Based on the foregoing embodiment, as an optional embodiment, the obtaining unit 301 is specifically configured to:
the data sending end and the data receiving end respectively generate and acquire the quantum shared key through a quantum key distribution protocol.
Based on the foregoing embodiment, as an optional embodiment, the obtaining unit 301 is specifically configured to:
the data sending end generates a quantum shared key through a quantum key distribution protocol;
and the data sending end sends the quantum shared key to the data receiving end through the secret channel.
Based on the foregoing embodiment, as an optional embodiment, the first generating unit 302 is specifically configured to:
encrypting the plaintext data through a quantum shared key to generate ciphertext data;
generating a first hash value by performing hash operation on ciphertext data of a data sending end and a shared key;
and sending the ciphertext data and the first hash value to a receiving end.
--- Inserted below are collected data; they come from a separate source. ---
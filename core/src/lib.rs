//! Client core for the library catalog service.
//!
//! # Overview
//! Builds `HttpRequest` values and parses `HttpResponse` values for the
//! catalog backend, validates and submits forms, and keeps the signed-in
//! session persisted across restarts. Network I/O happens only inside a
//! host-supplied `Transport`.
//!
//! # Design
//! - `RequestClient` is stateless: it holds only `base_url` and turns any
//!   response into parsed JSON or an `ApiError`.
//! - `CatalogApi` splits every endpoint into `build_*` and `parse_*`.
//! - `AuthCoordinator` is the single owner of the session and the transport.
//! - `FormState` + `Validator` drive every form; `views` are headless
//!   view-models returning an `Outcome` instead of rendering.
//! - DTOs are defined independently from the mock-server crate; integration
//!   tests catch schema drift.

pub mod app;
pub mod auth;
pub mod catalog;
pub mod config;
pub mod error;
pub mod form;
pub mod http;
pub mod request;
pub mod session;
pub mod types;
pub mod validate;
pub mod views;

#[cfg(test)]
mod testing;

pub use app::Library;
pub use auth::{AuthCoordinator, AuthState};
pub use catalog::CatalogApi;
pub use config::ClientConfig;
pub use error::ApiError;
pub use form::{FieldBinding, FormErrors, FormState, ResetHandle, SubmitOutcome};
#[cfg(feature = "ureq-transport")]
pub use http::UreqTransport;
pub use http::{HttpMethod, HttpRequest, HttpResponse, Transport};
pub use request::RequestClient;
pub use session::{FileStore, KeyValueStore, MemoryStore, Session, SessionStore};
pub use types::{Book, BorrowRecord, BorrowedBook, Comment, NewBook, NewComment};
pub use validate::{FieldRule, FormValues, LengthBounds, Validator};
pub use views::{Outcome, Route};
Based on the foregoing embodiment, as an optional embodiment, the first generating unit 302 is further specifically configured to:
encrypting the plaintext data through a quantum shared key to generate ciphertext data;
generating a first hash value by performing hash operation on ciphertext data of a data sending end and a shared key;
encrypting the first hash value through the shared key to generate a first encrypted hash value;
and sending the ciphertext data and the first encrypted hash value to a receiving end.
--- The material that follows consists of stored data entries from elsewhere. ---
use clap::Parser;
use tokio::net::TcpListener;
use tracing_subscriber::EnvFilter;

/// In-memory catalog backend for local development and tests.
#[derive(Debug, Parser)]
#[command(name = "mock-server", version)]
struct Args {
    #[arg(long, env = "HOST", default_value = "127.0.0.1")]
    host: String,

    #[arg(long, env = "PORT", default_value_t = 3030)]
    port: u16,
}

#[tokio::main]
async fn main() -> Result<(), std::io::Error> {
    let filter = EnvFilter::try_from_default_env()
        .unwrap_or_else(|_| EnvFilter::new("mock_server=debug,tower_http=debug"));
    tracing_subscriber::fmt().with_env_filter(filter).init();

    let args = Args::parse();
    let addr = format!("{}:{}", args.host, args.port);
    let listener = TcpListener::bind(&addr).await?;
    tracing::info!(%addr, "listening");
    mock_server::run(listener).await
}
Based on the foregoing embodiment, as an optional embodiment, the second generating unit 303 is specifically configured to:
generating a second hash value by carrying out hash operation on the received ciphertext data and the shared key;
and decrypting the ciphertext data through a shared key to obtain plaintext data.
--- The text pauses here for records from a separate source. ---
//! Generic JSON request builder and response normalizer.
//!
//! # Design
//! `RequestClient` holds only a `base_url`. `build_request` turns a path,
//! method, optional JSON body and optional access token into an
//! `HttpRequest`; `parse_response` turns any `HttpResponse` into either the
//! parsed JSON body or an `ApiError::Request`. Every typed endpoint in
//! `catalog` and `auth` is a thin layer over these two functions.

use serde::de::DeserializeOwned;
use serde::{Deserialize, Serialize};
use serde_json::Value;

use crate::error::ApiError;
use crate::http::{HttpMethod, HttpRequest, HttpResponse, Transport, AUTH_HEADER};

/// Shape of the error bodies returned by the backend.
#[derive(Debug, Deserialize)]
struct ErrorBody {
    message: Option<String>,
}

#[derive(Debug, Clone)]
pub struct RequestClient {
    base_url: String,
}

impl RequestClient {
    pub fn new(base_url: &str) -> Self {
        Self {
            base_url: base_url.trim_end_matches('/').to_string(),
        }
    }

    pub fn base_url(&self) -> &str {
        &self.base_url
    }

    /// Build a request for `path` (relative, starting with `/`).
    ///
    /// The body is serialized as JSON and tagged with the JSON content type;
    /// the token, when present, goes into the `X-Authorization` header.
    pub fn build_request<B: Serialize + ?Sized>(
        &self,
        path: &str,
        method: HttpMethod,
        body: Option<&B>,
        access_token: Option<&str>,
    ) -> Result<HttpRequest, ApiError> {
        let mut headers = Vec::new();
        let body = match body {
            Some(body) => {
                let json = serde_json::to_string(body)
                    .map_err(|e| ApiError::Serialization(e.to_string()))?;
                headers.push(("content-type".to_string(), "application/json".to_string()));
                Some(json)
            }
            None => None,
        };
        if let Some(token) = access_token {
            headers.push((AUTH_HEADER.to_string(), token.to_string()));
        }

        Ok(HttpRequest {
            method,
            path: format!("{}{path}", self.base_url),
            headers,
            body,
        })
    }

    /// Bodyless variant of `build_request`.
    pub fn build_empty(&self, path: &str, method: HttpMethod, access_token: Option<&str>) -> HttpRequest {
        let mut headers = Vec::new();
        if let Some(token) = access_token {
            headers.push((AUTH_HEADER.to_string(), token.to_string()));
        }
        HttpRequest {
            method,
            path: format!("{}{path}", self.base_url),
            headers,
            body: None,
        }
    }

    /// Normalize a response into parsed JSON.
    ///
    /// 204 and empty 2xx bodies yield `{}`. Non-2xx responses fail with the
    /// server's `message` field, falling back to the status text.
    pub fn parse_response(&self, response: HttpResponse) -> Result<Value, ApiError> {
        if !response.is_success() {
            return Err(request_error(&response));
        }
        if response.status == 204 || response.body.trim().is_empty() {
            return Ok(Value::Object(Default::default()));
        }
        serde_json::from_str(&response.body).map_err(|e| ApiError::Deserialization(e.to_string()))
    }

    /// `parse_response` followed by deserialization into `T`.
    pub fn parse_as<T: DeserializeOwned>(&self, response: HttpResponse) -> Result<T, ApiError> {
        let value = self.parse_response(response)?;
        serde_json::from_value(value).map_err(|e| ApiError::Deserialization(e.to_string()))
    }

    /// Build, execute once, and parse. No retries.
    pub fn request<T, B>(
        &self,
        transport: &T,
        path: &str,
        method: HttpMethod,
        body: Option<&B>,
        access_token: Option<&str>,
    ) -> Result<Value, ApiError>
    where
        T: Transport + ?Sized,
        B: Serialize + ?Sized,
    {
        let request = self.build_request(path, method, body, access_token)?;
        let response = transport.execute(request)?;
        self.parse_response(response)
    }
}

fn request_error(response: &HttpResponse) -> ApiError {
    let message = serde_json::from_str::<ErrorBody>(&response.body)
        .ok()
        .and_then(|b| b.message)
        .filter(|m| !m.is_empty())
        .or_else(|| response.status_text().map(str::to_string))
        .unwrap_or_else(|| format!("HTTP {}", response.status));
    ApiError::Request {
        status: response.status,
        message,
    }
}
Based on the foregoing embodiment, as an optional embodiment, the second generating unit 303 is further specifically configured to:
decrypting the received first encrypted hash value through a shared key to generate a first hash value;
generating a second hash value by carrying out hash operation on the received ciphertext data and the shared key;
and decrypting the ciphertext data through a shared key to obtain plaintext data.
Based on the foregoing embodiment, as an optional embodiment, the verification unit 304 is specifically configured to:
comparing the first hash value with the second hash value, and judging whether the first hash value is the same as the second hash value;
if yes, the authentication is passed, and if not, the received data is discarded.
Referring to fig. 4, fig. 4 is a schematic structural diagram of a terminal system 400 according to an embodiment of the present disclosure, where the terminal system 400 can be used to execute the software multi-language display and input synchronization switching method according to the embodiment of the present disclosure.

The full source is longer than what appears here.